There seems to me to a number of problems involved in dealing with rapidly
developing technology and the impact on the curriculum.
The first lies in the need to be absolutely clear, when making changes to
the curriculum, that nothing of real importance is lost. Let me illustrate.
When the simple four function calculators first appeared and were accepted
in both primary and secondary schools, computation with fractions nearly
vanished. Too many pupils spent too much time vainly attempting to master
procedures which could be left to the calculator. Another casualty was "long
division" the procedure used to divide by, e.g., 3-digit numbers, and for
the same reasons. Few mourned their passing. However, in using these
techniques, pupils were required to do a fair amount of number juggling
mentally. The results of the failure to compensate for this loss are now
plain to see. Nobody wishes to see a return to the senseless repetitive
practice of these routines, but at last we have noticed the problem and are
attempting to deal with it - late in the day.
The second problem is associated with the need to provide a curriculum
consonant with the way young people's understandings of mathematics develop.
Again let me illustrate. When I started teaching in the early 60s, just
before the "modern mathematics" movement swept all before it, pupils had to
cope with a number of different images of, e.g., 'equation'. From their
early days, the symbol =, and the equation form, was simply a "do
something" signal, as in 2x3 = ? Indeed the syntax "computation = answer"
was difficult to eradicate. Next came the notion that solving an equation
was a process of working backwards, with little flags which flipped over to
show the inverse operation, or maybe function machines. In some places this
was referred to as the cover up method as in 3x+2=11, where you cover up the
term in x and ask yourself, "what added to 2 makes 11?". This creates a
problem with 3x+2=4x-1, since it is not possible to cover up both. A new
image, the equation as balance, was introduced. This image is useless for
dealing with inequations and quadratic equations and a new image was
needed - equation as propositional function. The modern maths course we used
took the view that all this was confusing for pupils and so we made straight
for "equation as propositional function" and talked about solution sets and
the like. It took a number of years for the profession to realise that this
was too sophisticated an idea for 11 year olds and many teachers reverted to
the older approach which required them to help pupils to realise that each
of the earlier images incorporated its predecessor.

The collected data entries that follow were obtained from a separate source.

//! Remote Factory Provider Registry
//!
//! Auto-registration system for remote factory providers.

use rivet_domain::ports::RemoteFactoryProvider;
use std::collections::HashMap;
use std::sync::Arc;

/// Configuration for remote factory provider creation
///
/// Providers use what they need and ignore the rest.
#[derive(Debug, Clone)]
pub struct RemoteProviderConfig {
    /// Total request timeout in seconds
    pub timeout_secs: u64,
    /// Connection timeout in seconds
    pub connect_timeout_secs: u64,
    /// User agent sent by HTTP-based transports
    pub user_agent: String,
    /// Additional provider-specific configuration
    pub extra: HashMap<String, String>,
}

impl Default for RemoteProviderConfig {
    fn default() -> Self {
        Self {
            timeout_secs: 30,
            connect_timeout_secs: 10,
            user_agent: format!("rivet/{}", env!("CARGO_PKG_VERSION")),
            extra: HashMap::new(),
        }
    }
}

impl RemoteProviderConfig {
    /// Set the request timeout
    pub fn with_timeout_secs(mut self, timeout_secs: u64) -> Self {
        self.timeout_secs = timeout_secs;
        self
    }

    /// Set the connection timeout
    pub fn with_connect_timeout_secs(mut self, connect_timeout_secs: u64) -> Self {
        self.connect_timeout_secs = connect_timeout_secs;
        self
    }

    /// Set the user agent
    pub fn with_user_agent(mut self, user_agent: impl Into<String>) -> Self {
        self.user_agent = user_agent.into();
        self
    }

    /// Add extra configuration
    pub fn with_extra(mut self, key: impl Into<String>, value: impl Into<String>) -> Self {
        self.extra.insert(key.into(), value.into());
        self
    }
}

/// Registry entry for remote factory providers
pub struct RemoteFactoryProviderEntry {
    /// Unique provider name (e.g., "http")
    pub name: &'static str,
    /// Human-readable description
    pub description: &'static str,
    /// Factory function to create the provider
    pub factory: fn(&RemoteProviderConfig) -> Result<Arc<dyn RemoteFactoryProvider>, String>,
}

#[linkme::distributed_slice]
pub static REMOTE_FACTORY_PROVIDERS: [RemoteFactoryProviderEntry] = [..];

/// Instantiate every registered remote factory provider, sorted by name
///
/// # Returns
/// * `Ok(providers)` - One instance per registry entry
/// * `Err(String)` - Message naming the provider whose factory failed
pub fn resolve_remote_factory_providers(
    config: &RemoteProviderConfig,
) -> Result<Vec<Arc<dyn RemoteFactoryProvider>>, String> {
    let mut entries: Vec<&RemoteFactoryProviderEntry> = REMOTE_FACTORY_PROVIDERS.iter().collect();
    entries.sort_by_key(|entry| entry.name);
    entries
        .into_iter()
        .map(|entry| {
            (entry.factory)(config)
                .map_err(|e| format!("Remote factory provider '{}' failed: {e}", entry.name))
        })
        .collect()
}

/// List all registered remote factory providers as (name, description)
pub fn list_remote_factory_providers() -> Vec<(&'static str, &'static str)> {
    let mut providers: Vec<(&'static str, &'static str)> = REMOTE_FACTORY_PROVIDERS
        .iter()
        .map(|e| (e.name, e.description))
        .collect();
    providers.sort_unstable();
    providers
}
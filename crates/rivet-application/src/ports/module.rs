//! Module port

use crate::binding::Binder;
use rivet_domain::error::Result;

/// A unit of configuration contributing bindings
///
/// Modules are configured once, in registration order, when the container
/// is assembled. A module may consult the binder to see what earlier
/// modules bound and declare conditional bindings accordingly.
///
/// ```ignore
/// struct GreetingModule;
///
/// impl Module for GreetingModule {
///     fn name(&self) -> &str {
///         "greeting"
///     }
///
///     fn configure(&self, binder: &mut Binder<'_>) -> Result<()> {
///         binder
///             .bind::<dyn Greeter>()
///             .singleton()
///             .to_provider(|_| Ok(Arc::new(English)))
///     }
/// }
/// ```
pub trait Module: Send + Sync {
    /// Module name, recorded as the source of its bindings
    fn name(&self) -> &str;

    /// Declare bindings
    fn configure(&self, binder: &mut Binder<'_>) -> Result<()>;
}
//! Raw annotation data reported by class scanners

use crate::constants::VALUE_ATTRIBUTE;
use serde::{Deserialize, Serialize};
use std::collections::BTreeMap;

/// One annotation found on a class or method
#[derive(Debug, Clone, PartialEq, Eq, Serialize, Deserialize)]
pub struct Annotation {
    /// Fully qualified marker name (e.g. `rivet::Remote`)
    pub name: String,
    /// Annotation attributes
    #[serde(default)]
    pub attributes: BTreeMap<String, String>,
}

impl Annotation {
    /// Annotation without attributes
    pub fn new(name: impl Into<String>) -> Self {
        Self {
            name: name.into(),
            attributes: BTreeMap::new(),
        }
    }

    /// Annotation with a single `value` attribute
    pub fn with_value(name: impl Into<String>, value: impl Into<String>) -> Self {
        Self::new(name).attribute(VALUE_ATTRIBUTE, value)
    }

    /// Add an attribute
    pub fn attribute(mut self, key: impl Into<String>, value: impl Into<String>) -> Self {
        self.attributes.insert(key.into(), value.into());
        self
    }

    /// Look up an attribute
    pub fn get(&self, key: &str) -> Option<&str> {
        self.attributes.get(key).map(String::as_str)
    }

    /// Primary `value` attribute
    pub fn value(&self) -> Option<&str> {
        self.get(VALUE_ATTRIBUTE)
    }

    /// Whether this annotation has one of the given marker names
    pub fn is_any(&self, names: &[&str]) -> bool {
        names.contains(&self.name.as_str())
    }
}
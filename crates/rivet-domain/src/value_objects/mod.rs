//! Value Objects
//!
//! Immutable types identified by their value rather than by identity.

pub mod annotation;
pub mod binding_key;
pub mod capability;
pub mod event;
pub mod remote_url;
pub mod scope;

pub use annotation::Annotation;
pub use binding_key::BindingKey;
pub use capability::Capability;
pub use event::{EventBuilder, OutboundEvent};
pub use remote_url::{Protocol, RemoteUrl};
pub use scope::Scope;
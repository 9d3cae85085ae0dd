//! # Rivet - Provider Implementations
//!
//! Concrete implementations of the ports declared in `rivet-domain` and
//! `rivet-application`.
//!
//! ## Provider Categories
//!
//! | Category | Port | Implementations |
//! |----------|------|-----------------|
//! | Remote factories | `RemoteFactoryProvider` | HTTP (`http`, `https`) |
//! | Property providers | `PropertyProvider` | Static |
//! | Connectors | `Connector` | RMI, REST, remote client |
//! | Server-sent events | `EventSink` | Channel sink, broadcaster |
//!
//! ## Feature Flags
//!
//! ```toml
//! [dependencies]
//! rivet-providers = { version = "0.1", default-features = false }
//! ```
//!
//! Without `remote-http` no remote factory is registered and every remote
//! client fails with `UnsupportedProtocol`.

pub use rivet_domain::error::{Error, Result};

/// Provider-specific constants
pub mod constants;

/// Shared utilities for provider implementations
pub mod utils;

/// Remote factory providers and property providers
pub mod remote;

/// Transport connectors claiming managed classes
pub mod connectors;

/// Server-sent event sinks and broadcasting
pub mod sse;

pub use connectors::{RemoteClientConnector, RestConnector, RmiConnector};
pub use sse::{BroadcastReport, ChannelSink, EventStream, Sse, SseBroadcaster, SseOptions};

The third issue concerns the image of mathematics which we create in the
minds of our pupils. Again let me illustrate. In Scotland, the curriculum
includes the standard method of expressing acosx + bsinx in the form
kcos(x-p) or ksin(x-p). Using a GC, one only needs to punch in acosx + bsinx
and then read off the amplitude and phase angle. However, there are issues
here about mathematics itself. The graphical approach (to getting an answer)
is powerful and pupils take to it very well. Yet how do we encourage them to
ask "does this always work?" So we have questions to ask, and to answer,
about the role of precision and of proof in mathematics. Should we project
mathematics as a collection of techniques to get answers (mathematics as a
big bag of wee tricks)? Should we allow the progressive deconstruction of
the subject into an increasing number of objectives, learning outcomes,
performance criteria and the like? I am not suggesting that these
necessarily flow from the use of technology, merely that we need to very
clear in our minds about what mathematics should mean to our pupils.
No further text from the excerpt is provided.